Policemen sparing the razor to fund cancer research

By James Saxton
Times Correspondent

“We’re a clean-shaven organization,” the boss said.

Yeah, okay. Not this month, boss.

For the Henry County Police Department, this is No-Shave November, a national movement which spurs charitable giving for cancer research and builds awareness of the needs of cancer patients by allowing participants to skip the razor for a month.

Pensively stroking their new beards, grown to benefit cancer research in the Henry County Police Department’s participation in No-Shave November, area, from left, Lt. Mike Ireland, Ofc. Michael Smith, Sgt. Danny Stapp, Ofc. Robert Parker and Ofc. FTO Kevin Burkholder. Photo by James Saxton

The basic premise of the event: Instead of dishing over money for fancy razors or expensive salon treatments, No Shave November asks you to donate those dollars to cancer research.

When the “boss” heard about the idea more than a year ago, he said he liked it.

“One of my sergeants, Sgt. John Mathis IV, asked permission to participate in “Movember,” which is the similar except with growing a mustache,” said Capt. Scott Gray, North Precinct commander of the Henry County Police. “We looked at what else was out there and found the No-Shave November foundation, which benefits several kinds of cancer research. So we wrote up a proposal, sent it through the chain of command and spoke with Chief (Keith) Nichols about it. He thought it was a great idea that we raise money for cancer research and, by using this visible sign, raise cancer awareness.”

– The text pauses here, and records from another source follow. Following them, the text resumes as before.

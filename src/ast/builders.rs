//! Fluent builders for AST construction, mainly useful for tests and for
//! programmatically assembling models without going through [`crate::parser`].

use super::{Assignment, ConnectionBinding, Equation, EquationSet, Variable, VariableReference, VarType};

/// Fluent builder for a [`Variable`].
pub struct VariableBuilder {
    var: Variable,
}

impl VariableBuilder {
    pub fn new(name: impl Into<String>) -> Self {
        VariableBuilder {
            var: Variable::new(name),
        }
    }

    pub fn order(mut self, order: u32) -> Self {
        self.var.order = order;
        self
    }

    pub fn var_type(mut self, t: VarType) -> Self {
        self.var.var_type = t;
        self
    }

    pub fn assignment(mut self, a: Assignment) -> Self {
        self.var.assignment = a;
        self
    }

    pub fn default_eq(mut self, expr: impl Into<String>) -> Self {
        self.var.equations.push(Equation::default_arm(expr));
        self
    }

    pub fn conditional_eq(mut self, cond: impl Into<String>, expr: impl Into<String>) -> Self {
        self.var.equations.push(Equation::conditional(cond, expr));
        self
    }

    pub fn attr(mut self, attr: super::Attribute) -> Self {
        self.var.set_attr(attr);
        self
    }

    pub fn reference(mut self, target: impl Into<String>) -> Self {
        self.var.reference = Some(VariableReference::unresolved(target));
        self
    }

    pub fn build(self) -> Variable {
        self.var
    }
}

/// Fluent builder for an [`EquationSet`].
pub struct PartBuilder {
    part: EquationSet,
}

impl PartBuilder {
    pub fn new(name: impl Into<String>) -> Self {
        PartBuilder {
            part: EquationSet::new(name),
        }
    }

    pub fn singleton(mut self) -> Self {
        self.part.singleton = true;
        self
    }

    pub fn variable(mut self, var: Variable) -> Self {
        self.part.variables.push(var);
        self
    }

    pub fn endpoint(mut self, alias: impl Into<String>, target: impl Into<String>) -> Self {
        let index = self.part.connection_bindings.len();
        self.part.connection_bindings.push(ConnectionBinding {
            alias: alias.into(),
            endpoint: target.into(),
            index,
            resolution: VariableReference::default(),
        });
        self
    }

    pub fn build(self) -> EquationSet {
        self.part
    }
}

#[cfg(test)]
mod tests {
    use super::*;

    #[test]
    fn variable_builder_produces_expected_shape() {
        let v = VariableBuilder::new("x")
            .order(1)
            .assignment(Assignment::Add)
            .default_eq("-x")
            .build();
        assert_eq!(v.name, "x");
        assert_eq!(v.order, 1);
        assert_eq!(v.assignment, Assignment::Add);
        assert_eq!(v.default_equation().unwrap().expression, "-x");
    }

    #[test]
    fn part_builder_tracks_endpoints_in_order() {
        let part = PartBuilder::new("Synapse")
            .endpoint("A", "Compartment")
            .endpoint("B", "Compartment")
            .build();
        assert_eq!(part.connection_bindings[0].index, 0);
        assert_eq!(part.connection_bindings[1].index, 1);
        assert!(part.is_connection());
    }
}
//! `Holders`: the simulator-owned registry of process-scoped I/O streams
//! ("A `getHolder` interface returns an existing instance or
//! `null`, letting caller construct and register"). Keyed by file name;
//! the empty string means stdin/stdout.

use crate::storage::error::StorageResult;
use crate::storage::input::InputHolder;
use crate::storage::output::OutputHolder;
use std::collections::HashMap;
use std::fs::File;
use std::io::{BufWriter, Read, Write};
use std::path::Path;
use std::sync::OnceLock;

pub type BoxedOutput = OutputHolder<Box<dyn Write>>;

/// Owns every open `InputHolder`/`OutputHolder` for one simulation run.
/// Destroyed at `finish` ("the `Holders` list is process-wide by
/// default, thread-local under TLS mode").
#[derive(Default)]
pub struct Holders {
    inputs: HashMap<String, InputHolder>,
    outputs: HashMap<String, BoxedOutput>,
    /// Registration order, walked in reverse at teardown so the
    /// most-recently-opened stream flushes first.
    order: Vec<String>,
}

impl Holders {
    pub fn new() -> Self {
        Holders::default()
    }

    pub fn get_input(&self, key: &str) -> Option<&InputHolder> {
        self.inputs.get(key)
    }

    /// Return the existing holder for `key`, opening and registering it
    /// first if this is the first request.
    pub fn open_input(&mut self, key: &str) -> StorageResult<&InputHolder> {
        if !self.inputs.contains_key(key) {
            let holder = if key.is_empty() {
                let mut text = String::new();
                std::io::stdin().read_to_string(&mut text)?;
                InputHolder::parse(&text)
            } else {
                InputHolder::open(Path::new(key))?
            };
            self.inputs.insert(key.to_string(), holder);
            self.order.push(key.to_string());
        }
        Ok(self.inputs.get(key).unwrap())
    }

    pub fn get_output(&mut self, key: &str) -> Option<&mut BoxedOutput> {
        self.outputs.get_mut(key)
    }

    pub fn open_output(&mut self, key: &str) -> StorageResult<&mut BoxedOutput> {
        if !self.outputs.contains_key(key) {
            let writer: Box<dyn Write> = if key.is_empty() {
                Box::new(std::io::stdout())
            } else {
                Box::new(BufWriter::new(File::create(key)?))
            };
            self.outputs.insert(key.to_string(), OutputHolder::new(writer));
            self.order.push(key.to_string());
        }
        Ok(self.outputs.get_mut(key).unwrap())
    }

    pub fn is_open(&self, key: &str) -> bool {
        self.inputs.contains_key(key) || self.outputs.contains_key(key)
    }

    /// Flush every output holder in reverse-registration order, then
    /// drop everything ("always flush `OutputHolder` values
    /// before exit, even under unhandled exceptions, via scoped teardown
    /// of the `Holders` list").
    pub fn finish(&mut self) -> StorageResult<()> {
        for key in self.order.iter().rev() {
            if let Some(output) = self.outputs.get_mut(key) {
                output.flush()?;
            }
        }
        self.outputs.clear();
        self.inputs.clear();
        self.order.clear();
        Ok(())
    }
}

/// Process-wide (or, under `tls-simulator`, per-thread) access to the
/// one `Holders` registry a running simulation owns ("Global
/// state: ... the `Holders` list are process-wide by default,
/// thread-local under TLS mode"). The generated binary's `init()` never
/// constructs a `Holders` directly; every I/O holder lookup goes through
/// `with_global`, so process-wide and TLS builds share call sites.
#[cfg(not(feature = "tls-simulator"))]
static GLOBAL_HOLDERS: OnceLock<parking_lot::Mutex<Holders>> = OnceLock::new();

#[cfg(feature = "tls-simulator")]
thread_local! {
    static TLS_HOLDERS: std::cell::RefCell<Holders> = std::cell::RefCell::new(Holders::new());
}

/// Run `f` against the process's (or this thread's) `Holders` registry.
#[cfg(not(feature = "tls-simulator"))]
pub fn with_global<R>(f: impl FnOnce(&mut Holders) -> R) -> R {
    let cell = GLOBAL_HOLDERS.get_or_init(|| parking_lot::Mutex::new(Holders::new()));
    let mut guard = cell.lock();
    f(&mut guard)
}

#[cfg(feature = "tls-simulator")]
pub fn with_global<R>(f: impl FnOnce(&mut Holders) -> R) -> R {
    TLS_HOLDERS.with(|cell| f(&mut cell.borrow_mut()))
}

#[cfg(test)]
mod tests {
    use super::*;
    use std::io::Cursor;

    #[test]
    fn opening_the_same_key_twice_reuses_the_holder() {
        let mut holders = Holders::default();
        holders.outputs.insert("x".into(), OutputHolder::new(Box::new(Vec::new()) as Box<dyn Write>));
        holders.order.push("x".into());
        assert!(holders.is_open("x"));
        let first_len = holders.order.len();
        let _ = holders.get_output("x").unwrap();
        assert_eq!(holders.order.len(), first_len);
    }

    #[test]
    fn finish_clears_every_registered_holder() {
        let mut holders = Holders::default();
        holders.outputs.insert("a".into(), OutputHolder::new(Box::new(Vec::new()) as Box<dyn Write>));
        holders.order.push("a".into());
        holders.finish().unwrap();
        assert!(!holders.is_open("a"));
        assert!(holders.order.is_empty());
    }

    #[test]
    fn with_global_reuses_the_same_registry_across_calls() {
        with_global(|holders| {
            holders.outputs.insert("global".into(), OutputHolder::new(Box::new(Vec::new()) as Box<dyn Write>));
            holders.order.push("global".into());
        });
        with_global(|holders| {
            assert!(holders.is_open("global"));
            holders.finish().unwrap();
        });
        with_global(|holders| assert!(!holders.is_open("global")));
    }

    #[test]
    fn input_parsed_from_an_in_memory_reader_is_queryable_afterward() {
        let mut cursor = Cursor::new(b"t,x\n0,0\n1,10\n".to_vec());
        let mut text = String::new();
        cursor.read_to_string(&mut text).unwrap();
        let holder = InputHolder::parse(&text);
        assert_eq!(holder.get(1, 1), 10.0);
    }
}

Mathis and Gray were particularly mindful of cancer’s impact after a fellow first responder died from cancer, Gray said. Brian Waits of McDonough, a firefighter and paramedic for the Henry County Fire Department, died August 19, 2015. He was just 45. “Yeah, that weighed on us all,” Gray said.

The event is part of a growing commitment by officers, Gray said. “We look at giving back to the community as a law enforcement organization. We do Sirens for Santa through our Fraternal Order of Police, we have bass fishing tournaments for our chaplaincy program, we have charity rides we set up for other nonprofit organizations, we help sponsor (American Cancer Society’s) Relay For Life, and we do other events, all geared to give back.”

“This is one more thing to show our citizens that we are human,” he said, “that we do care, that’s it’s not always about arresting the bad guy. We show the softer side of us, the side that hurts just as much as anyone else when we lose a loved one to these diseases.”

According to www.no-shave.org, the movement’s national website, “No-Shave November is a month-long journey during which participants forgo shaving and grooming to evoke conversation and raise cancer awareness.”

Contributions to the organization, whose slogan is, “A unique way to grow cancer awareness,” go to organizations such as the American Cancer Society, the Prevent Cancer Foundation, the Fight Colorectal Cancer community, and the St. Jude’s Children’s Research Hospital.

The tradition of No-Shave November can be traced to Australia in 2004, when a group of 30 men organized an event and grew mustaches for 30 days to raise awareness for prostate cancer and depression in men. The charity became known as the Movember foundation. Others began campaigns on social media sites like Facebook, diversifying the liberties from mustaches to beards.

In fall of 2009, No-Shave November became a small Facebook project of a suburban Chicago family after patriarch Matthew Hill’s November 2007 colon cancer death. The following year Hill’s eight children advanced the organization to a website whose social media posts went viral.

“We want every participant to embrace their hair for the many cancer patients that lose theirs due to vigorous treatments,” the children wrote on the website. “We believe that together, anything is possible, and we’ll get closer to eradicating cancer one whisker at a time.”

For just a month, that works for Chief Nichols, who waived his department’s grooming policy for those who want to get involved. Officers are required to pay a $50 fee as their donation to the foundation.

The ladies can get involved, too. The department has organized a Best Beard Contest for Tuesday at 2:30 in the training room at the HCPD headquarters in McDonough that will feature six or more female officers who each donated $10 to the cause.

Earlier this week, North Precinct office manager Trish Warren said the HCPD had raised $3,860 so far. As this is the second year the department has participated, Warren said there was excitement as the total exceeded last year’s donation of $3,695. “It is all for charity and for a very worthy cause.”

The reaction from officers has been keen enthusiasm, Gray said, “They are ecstatic. They ask if they can pay another fifty bucks and continue through December,” Gray said, laughing. “But, no. Come Dec. 1, as much as they may like it, the facial hair has to come off.”

It’s all fun and goes to a great cause, Gray said. “It’s something positive and we hope it becomes an annual tradition here.”